Tag Archives: prevention science

Is Public Health a Competition?

The NY Times recently published an article titled, “Tobacco Funds Shrink as Obesity Fight Intensifies,” pitting anti-smoking public health folks against anti-obesity public health folks. The NY Times asked us, in short: Should we focus on addressing obesity over anti-smoking efforts? Is this the right thing?

David Katz, Director of Yale University’s Prevention Research Center, published a response via the Huffington Post to examine the “this vs. that” and “right vs. wrong” approach the NY Times took–and asked another question: What choice are we really making?

Now, this is an important one. The NY Times article does do a great job in bringing up the debate: What are our nation’s health priorities? Katz brings up a second good point: How do you divvy resources amongst these health priorities to get the most juice from the squeeze (so to speak)?

First–> Disclaimer–In the words of Katz, I too, am not prepared to answer the NY Times’ question of this or that because I don’t fully know–but then, who does? That said, I have two additions to Katz’s suggestions:

1.  Katz first suggests “conduct modeling exercises to determine what general allocation of research and policy dollars — across an array of conditions, behaviors, and even types of research — would most improve our health over a defined period of time.

To this, I say, that we all need to get more involved and clued into the Healthy People 2020 initiative that is run by the U.S. Department of Health and Human Services (disclaimer:  This project lies within  a client of my employer that I work on). This is a collaborative, science-based approach to setting 10-year national health objectives to promote health and prevent disease. So, when we are talking “this or that” or about our Nation’s health priorities, Healthy People 2020 is a good start. (Stay tuned, in December the Healthy People 2020 objectives will be released along with guidance for achieving the new 10-year targets).

2. Secondly, Katz suggests that we need to be more “holistic.” Going on to say, “A healthy person is healthy…Recent studies have shown that people who don’t smoke, eat well, are active and control their weight are roughly 80 percent less likely to get ANY major chronic disease than their counterparts who do the converse in each case…So, a healthy person doesn’t smoke. A healthy person eats well. A healthy person is physically active.

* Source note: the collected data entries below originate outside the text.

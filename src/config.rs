//! Engine configuration.
//!
//! Playtest drives two external binaries: `ansible-playbook` for listing and
//! executing playbooks, and `ansible-galaxy` for installing dependency roles.
//! Both are resolved from `PATH` by default and can be overridden, which is
//! how the test suite substitutes stub executables.

use std::path::PathBuf;

use serde::{Deserialize, Serialize};

use crate::error::{Error, Result};

/// Locations of the external engine binaries.
#[derive(Debug, Clone, Serialize, Deserialize)]
#[serde(default)]
pub struct EngineConfig {
    /// Path or name of the playbook execution binary
    pub playbook_bin: PathBuf,
    /// Path or name of the role installation binary
    pub galaxy_bin: PathBuf,
}

impl Default for EngineConfig {
    fn default() -> Self {
        Self {
            playbook_bin: PathBuf::from("ansible-playbook"),
            galaxy_bin: PathBuf::from("ansible-galaxy"),
        }
    }
}

impl EngineConfig {
    /// Creates a configuration with explicit binary paths.
    pub fn new(playbook_bin: impl Into<PathBuf>, galaxy_bin: impl Into<PathBuf>) -> Self {
        Self {
            playbook_bin: playbook_bin.into(),
            galaxy_bin: galaxy_bin.into(),
        }
    }

    /// Verifies both binaries can be located, resolving bare names via PATH.
    pub fn ensure_available(&self) -> Result<()> {
        for bin in [&self.playbook_bin, &self.galaxy_bin] {
            which::which(bin)
                .map_err(|_| Error::EngineNotFound(bin.display().to_string()))?;
        }
        Ok(())
    }
}
//! Role metadata.
//!
//! A role's `meta/main.yml` declares its dependencies (and Galaxy info,
//! which this crate tolerates but does not interpret). A role referenced
//! from a playbook without parsable metadata is a configuration defect.

use std::path::{Path, PathBuf};

use serde::Deserialize;
use tracing::debug;

use crate::error::{Error, Result};
use crate::requirements::RoleRequirement;

/// Parsed `meta/main.yml` content.
#[derive(Debug, Clone, Default)]
pub struct RoleMeta {
    /// Dependencies declared by the role, in declaration order
    pub dependencies: Vec<RoleRequirement>,
}

impl RoleMeta {
    /// Parses role metadata from YAML text.
    pub fn from_str(content: &str, path: impl Into<PathBuf>) -> Result<Self> {
        let raw: RoleMetaRaw =
            serde_yaml::from_str(content).map_err(|e| Error::RoleMetaParse {
                path: path.into(),
                message: e.to_string(),
            })?;

        let dependencies = raw
            .dependencies
            .into_iter()
            .map(RoleRequirement::from)
            .collect();

        Ok(Self { dependencies })
    }

    /// Reads `meta/main.yml` under the given role directory.
    pub async fn from_role_path(role_path: impl AsRef<Path>) -> Result<Self> {
        let meta_path = role_path.as_ref().join("meta").join("main.yml");
        let content = tokio::fs::read_to_string(&meta_path).await.map_err(|e| {
            Error::RoleMetaParse {
                path: meta_path.clone(),
                message: format!("Failed to read file: {}", e),
            }
        })?;
        debug!(path = %meta_path.display(), "read role metadata");
        Self::from_str(&content, meta_path)
    }
}

// Raw structure: dependencies may be plain strings, {name, src} maps, or the
// `role:` keyword form; galaxy_info and anything else is ignored.
#[derive(Debug, Default, Deserialize)]
struct RoleMetaRaw {
    #[serde(default)]
    dependencies: Vec<DependencyRaw>,
}

#[derive(Debug, Deserialize)]
#[serde(untagged)]
enum DependencyRaw {
    Simple(String),
    Full {
        #[serde(alias = "role")]
        name: String,
        #[serde(default)]
        src: Option<String>,
    },
}

impl From<DependencyRaw> for RoleRequirement {
    fn from(raw: DependencyRaw) -> Self {
        match raw {
            DependencyRaw::Simple(name) => RoleRequirement::named(name),
            DependencyRaw::Full { name, src } => RoleRequirement { name, src },
        }
    }
}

I couldn’t agree more and this is why–I don’t feel it needs to be an either-or type of situation. It can be all the above. Healthy living (aka living a healthy lifestyle) can be defined by a number of behaviors such as:

  • Not smoking
  • Eating Right
  • Being active

One could argue that other behaviors could be umbrella-ed into healthy living such as getting immunizations or getting preventive screenings. Thus, the message could not just be anti-smoking or anti-obesity, but instead, be about promoting a health lifestyle which encompasses a set number of behaviors. This should be our focus. Thus, I leave you with the same question Katz asks at the conclusion of his Huffington Post article:

What interventions for individuals, families, schools, worksites, communities and more will encourage, promote and empower the adoption and maintenance not of some single preventive strategy, but of healthful living?